**WORK TASK**
Using the records below, copy every line that holds the string "crates".
Content starts
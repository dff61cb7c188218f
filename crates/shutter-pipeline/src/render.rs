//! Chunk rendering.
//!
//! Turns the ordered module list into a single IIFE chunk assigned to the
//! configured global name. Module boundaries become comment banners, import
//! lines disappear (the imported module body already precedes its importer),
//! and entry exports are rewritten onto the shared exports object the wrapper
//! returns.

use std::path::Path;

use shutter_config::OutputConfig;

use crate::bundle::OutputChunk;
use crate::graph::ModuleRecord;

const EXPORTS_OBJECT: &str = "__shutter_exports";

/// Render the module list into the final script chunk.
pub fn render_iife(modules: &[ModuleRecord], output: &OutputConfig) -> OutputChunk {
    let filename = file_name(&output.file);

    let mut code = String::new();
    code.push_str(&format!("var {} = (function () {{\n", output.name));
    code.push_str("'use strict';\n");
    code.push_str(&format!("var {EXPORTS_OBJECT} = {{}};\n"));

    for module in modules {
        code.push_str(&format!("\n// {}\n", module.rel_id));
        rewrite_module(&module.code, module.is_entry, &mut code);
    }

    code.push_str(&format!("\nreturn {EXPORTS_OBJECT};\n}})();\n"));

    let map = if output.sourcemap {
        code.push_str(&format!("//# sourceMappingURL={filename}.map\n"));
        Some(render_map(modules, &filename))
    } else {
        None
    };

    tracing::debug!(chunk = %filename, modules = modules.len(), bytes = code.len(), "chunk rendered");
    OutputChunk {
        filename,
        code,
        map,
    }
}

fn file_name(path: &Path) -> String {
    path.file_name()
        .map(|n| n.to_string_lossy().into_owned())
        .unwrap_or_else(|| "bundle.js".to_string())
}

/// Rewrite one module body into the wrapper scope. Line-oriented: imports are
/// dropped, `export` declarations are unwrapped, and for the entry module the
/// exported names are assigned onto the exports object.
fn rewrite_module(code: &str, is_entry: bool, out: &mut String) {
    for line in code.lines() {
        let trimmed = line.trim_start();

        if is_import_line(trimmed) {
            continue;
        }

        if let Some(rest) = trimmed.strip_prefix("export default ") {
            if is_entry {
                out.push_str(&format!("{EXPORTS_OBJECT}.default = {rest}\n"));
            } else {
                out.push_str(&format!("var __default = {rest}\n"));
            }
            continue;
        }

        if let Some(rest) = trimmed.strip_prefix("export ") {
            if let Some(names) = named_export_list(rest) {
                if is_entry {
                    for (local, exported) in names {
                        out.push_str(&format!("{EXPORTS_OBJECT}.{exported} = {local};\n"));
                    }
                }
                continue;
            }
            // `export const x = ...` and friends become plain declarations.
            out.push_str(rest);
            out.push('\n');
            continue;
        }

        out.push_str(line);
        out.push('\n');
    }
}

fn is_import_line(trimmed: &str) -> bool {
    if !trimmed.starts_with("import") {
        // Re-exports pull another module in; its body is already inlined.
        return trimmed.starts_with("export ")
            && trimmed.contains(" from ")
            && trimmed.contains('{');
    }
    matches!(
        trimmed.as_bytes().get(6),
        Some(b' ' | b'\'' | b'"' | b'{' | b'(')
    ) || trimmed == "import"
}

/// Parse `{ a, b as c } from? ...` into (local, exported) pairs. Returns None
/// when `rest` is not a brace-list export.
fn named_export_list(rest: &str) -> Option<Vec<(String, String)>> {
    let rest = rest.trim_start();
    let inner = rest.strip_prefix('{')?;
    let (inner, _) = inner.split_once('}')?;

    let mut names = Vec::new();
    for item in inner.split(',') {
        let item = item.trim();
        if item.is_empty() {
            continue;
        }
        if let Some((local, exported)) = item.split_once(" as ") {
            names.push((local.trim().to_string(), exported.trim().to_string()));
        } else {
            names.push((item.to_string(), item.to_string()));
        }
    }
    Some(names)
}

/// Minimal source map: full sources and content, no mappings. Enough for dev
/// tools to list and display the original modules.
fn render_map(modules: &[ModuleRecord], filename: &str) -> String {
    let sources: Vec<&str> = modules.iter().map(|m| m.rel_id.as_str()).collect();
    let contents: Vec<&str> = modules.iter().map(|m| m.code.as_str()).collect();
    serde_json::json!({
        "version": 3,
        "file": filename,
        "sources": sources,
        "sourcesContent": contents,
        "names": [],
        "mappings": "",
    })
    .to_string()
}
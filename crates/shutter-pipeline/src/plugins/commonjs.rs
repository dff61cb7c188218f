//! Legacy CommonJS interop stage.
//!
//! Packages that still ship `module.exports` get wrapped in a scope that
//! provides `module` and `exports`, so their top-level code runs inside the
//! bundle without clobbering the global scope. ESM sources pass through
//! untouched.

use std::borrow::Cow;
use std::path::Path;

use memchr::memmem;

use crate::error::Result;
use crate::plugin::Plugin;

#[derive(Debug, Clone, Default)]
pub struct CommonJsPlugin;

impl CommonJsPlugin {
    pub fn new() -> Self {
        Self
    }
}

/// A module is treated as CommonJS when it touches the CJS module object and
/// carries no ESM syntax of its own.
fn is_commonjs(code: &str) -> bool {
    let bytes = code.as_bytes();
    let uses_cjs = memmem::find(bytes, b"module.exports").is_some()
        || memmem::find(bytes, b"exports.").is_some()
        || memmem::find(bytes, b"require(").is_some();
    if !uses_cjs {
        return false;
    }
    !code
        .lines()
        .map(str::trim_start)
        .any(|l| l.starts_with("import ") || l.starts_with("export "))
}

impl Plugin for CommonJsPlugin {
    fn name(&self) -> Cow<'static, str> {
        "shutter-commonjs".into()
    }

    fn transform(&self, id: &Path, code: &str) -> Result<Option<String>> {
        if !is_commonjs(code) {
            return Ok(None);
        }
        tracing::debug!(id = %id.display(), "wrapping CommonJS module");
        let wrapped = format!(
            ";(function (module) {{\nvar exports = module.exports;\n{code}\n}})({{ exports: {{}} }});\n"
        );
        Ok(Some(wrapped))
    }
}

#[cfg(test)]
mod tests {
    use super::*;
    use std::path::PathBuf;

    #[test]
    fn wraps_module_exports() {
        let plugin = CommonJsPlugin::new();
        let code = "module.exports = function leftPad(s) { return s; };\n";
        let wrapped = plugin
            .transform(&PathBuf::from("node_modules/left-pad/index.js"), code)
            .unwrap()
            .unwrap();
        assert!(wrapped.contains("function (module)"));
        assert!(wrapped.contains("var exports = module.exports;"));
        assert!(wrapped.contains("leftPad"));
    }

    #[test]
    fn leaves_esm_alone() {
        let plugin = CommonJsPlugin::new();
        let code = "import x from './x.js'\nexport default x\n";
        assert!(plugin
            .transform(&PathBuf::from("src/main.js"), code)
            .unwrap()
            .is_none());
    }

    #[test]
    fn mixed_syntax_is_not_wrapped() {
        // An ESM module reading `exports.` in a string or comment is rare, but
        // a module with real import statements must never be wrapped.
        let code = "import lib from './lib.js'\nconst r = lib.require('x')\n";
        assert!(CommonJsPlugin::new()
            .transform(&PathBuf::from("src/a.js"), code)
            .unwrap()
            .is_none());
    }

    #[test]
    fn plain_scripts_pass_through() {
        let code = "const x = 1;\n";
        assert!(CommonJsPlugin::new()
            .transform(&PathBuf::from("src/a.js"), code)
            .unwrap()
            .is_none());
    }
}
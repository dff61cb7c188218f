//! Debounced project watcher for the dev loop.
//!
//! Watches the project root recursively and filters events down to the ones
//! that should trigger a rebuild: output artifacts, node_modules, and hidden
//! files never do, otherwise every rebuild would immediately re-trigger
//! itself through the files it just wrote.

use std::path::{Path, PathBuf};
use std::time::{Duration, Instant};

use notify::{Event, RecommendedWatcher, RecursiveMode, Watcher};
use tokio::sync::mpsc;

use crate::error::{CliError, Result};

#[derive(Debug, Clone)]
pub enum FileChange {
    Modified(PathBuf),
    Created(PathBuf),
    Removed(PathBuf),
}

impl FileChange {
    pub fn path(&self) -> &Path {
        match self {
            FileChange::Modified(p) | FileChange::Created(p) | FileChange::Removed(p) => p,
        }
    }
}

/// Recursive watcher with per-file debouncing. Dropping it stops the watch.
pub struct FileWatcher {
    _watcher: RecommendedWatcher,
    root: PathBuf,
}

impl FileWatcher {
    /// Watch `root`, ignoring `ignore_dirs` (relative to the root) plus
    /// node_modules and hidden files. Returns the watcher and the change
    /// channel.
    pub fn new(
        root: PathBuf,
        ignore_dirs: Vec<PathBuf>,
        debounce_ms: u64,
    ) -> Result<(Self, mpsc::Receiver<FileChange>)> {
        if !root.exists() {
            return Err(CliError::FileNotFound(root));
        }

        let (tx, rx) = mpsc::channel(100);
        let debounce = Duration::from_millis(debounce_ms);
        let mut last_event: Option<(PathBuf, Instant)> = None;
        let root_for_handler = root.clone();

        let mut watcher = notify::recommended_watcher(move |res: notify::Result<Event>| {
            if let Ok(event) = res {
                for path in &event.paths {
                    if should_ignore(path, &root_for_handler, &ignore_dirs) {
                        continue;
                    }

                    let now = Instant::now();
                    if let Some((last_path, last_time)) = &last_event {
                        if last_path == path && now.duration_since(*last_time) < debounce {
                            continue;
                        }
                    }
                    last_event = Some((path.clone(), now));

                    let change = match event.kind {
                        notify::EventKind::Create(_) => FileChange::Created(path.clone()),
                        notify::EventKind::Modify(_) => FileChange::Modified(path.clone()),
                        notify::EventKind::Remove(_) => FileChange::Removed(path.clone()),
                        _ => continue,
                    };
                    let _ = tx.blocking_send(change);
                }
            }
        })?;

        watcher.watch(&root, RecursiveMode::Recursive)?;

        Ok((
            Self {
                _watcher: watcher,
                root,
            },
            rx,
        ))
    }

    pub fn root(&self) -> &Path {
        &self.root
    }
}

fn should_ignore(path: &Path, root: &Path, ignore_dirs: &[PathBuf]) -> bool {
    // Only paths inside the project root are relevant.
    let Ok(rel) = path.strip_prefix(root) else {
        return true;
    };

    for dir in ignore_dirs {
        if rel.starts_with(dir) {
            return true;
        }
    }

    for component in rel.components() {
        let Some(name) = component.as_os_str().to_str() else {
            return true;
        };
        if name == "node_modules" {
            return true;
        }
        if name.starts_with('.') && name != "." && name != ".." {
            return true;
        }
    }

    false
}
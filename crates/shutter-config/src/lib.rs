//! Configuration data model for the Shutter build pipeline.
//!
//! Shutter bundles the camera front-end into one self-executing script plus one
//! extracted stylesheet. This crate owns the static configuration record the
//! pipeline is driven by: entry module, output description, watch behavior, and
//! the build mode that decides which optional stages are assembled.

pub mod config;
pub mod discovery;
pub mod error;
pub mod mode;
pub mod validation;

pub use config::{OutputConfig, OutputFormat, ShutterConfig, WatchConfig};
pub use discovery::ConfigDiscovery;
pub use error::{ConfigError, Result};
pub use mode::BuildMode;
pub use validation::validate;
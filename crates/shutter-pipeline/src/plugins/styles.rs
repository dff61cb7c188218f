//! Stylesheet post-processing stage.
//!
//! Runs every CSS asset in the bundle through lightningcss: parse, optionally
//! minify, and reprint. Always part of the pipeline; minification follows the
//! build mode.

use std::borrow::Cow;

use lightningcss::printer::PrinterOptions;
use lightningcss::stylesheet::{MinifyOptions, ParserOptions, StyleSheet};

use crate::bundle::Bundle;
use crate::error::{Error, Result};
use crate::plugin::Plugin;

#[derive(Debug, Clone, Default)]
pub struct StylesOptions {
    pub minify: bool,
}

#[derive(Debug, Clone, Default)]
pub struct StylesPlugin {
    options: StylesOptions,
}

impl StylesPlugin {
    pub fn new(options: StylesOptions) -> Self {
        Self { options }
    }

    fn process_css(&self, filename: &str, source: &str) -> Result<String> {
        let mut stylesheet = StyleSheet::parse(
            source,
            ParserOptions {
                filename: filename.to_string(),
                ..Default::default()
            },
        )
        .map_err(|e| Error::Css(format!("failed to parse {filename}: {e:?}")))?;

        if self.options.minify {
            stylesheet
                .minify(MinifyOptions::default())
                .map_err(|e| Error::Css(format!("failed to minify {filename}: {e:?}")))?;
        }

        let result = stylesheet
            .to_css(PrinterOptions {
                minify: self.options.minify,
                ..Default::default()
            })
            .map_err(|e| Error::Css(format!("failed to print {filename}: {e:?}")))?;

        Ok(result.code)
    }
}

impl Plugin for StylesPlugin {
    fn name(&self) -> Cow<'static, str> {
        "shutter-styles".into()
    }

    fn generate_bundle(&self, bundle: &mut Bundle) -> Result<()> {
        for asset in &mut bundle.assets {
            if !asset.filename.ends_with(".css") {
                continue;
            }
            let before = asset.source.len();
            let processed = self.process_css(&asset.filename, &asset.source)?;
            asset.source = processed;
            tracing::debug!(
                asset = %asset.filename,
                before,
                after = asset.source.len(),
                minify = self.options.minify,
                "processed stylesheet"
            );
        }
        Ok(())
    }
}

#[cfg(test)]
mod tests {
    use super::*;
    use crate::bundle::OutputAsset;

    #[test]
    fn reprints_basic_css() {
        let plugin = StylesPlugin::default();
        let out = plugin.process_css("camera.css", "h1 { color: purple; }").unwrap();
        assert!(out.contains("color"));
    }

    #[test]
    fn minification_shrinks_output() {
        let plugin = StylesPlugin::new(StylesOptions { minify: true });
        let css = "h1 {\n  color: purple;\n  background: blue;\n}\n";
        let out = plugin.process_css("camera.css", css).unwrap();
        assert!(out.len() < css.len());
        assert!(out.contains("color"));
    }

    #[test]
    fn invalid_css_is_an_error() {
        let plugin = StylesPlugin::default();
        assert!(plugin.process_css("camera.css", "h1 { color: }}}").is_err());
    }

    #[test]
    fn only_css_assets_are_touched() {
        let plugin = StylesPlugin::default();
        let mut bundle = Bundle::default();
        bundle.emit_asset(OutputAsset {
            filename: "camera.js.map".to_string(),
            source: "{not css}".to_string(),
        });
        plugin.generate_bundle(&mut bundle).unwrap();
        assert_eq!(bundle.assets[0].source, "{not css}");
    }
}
Content ends
**TASK RESULT**
filename crates/shutter-pipeline/src/render.rs
filename crates/shutter-pipeline/src/plugins/commonjs.rs
filename crates/shutter-config/src/lib.rs
filename crates/shutter-pipeline/src/plugins/styles.rs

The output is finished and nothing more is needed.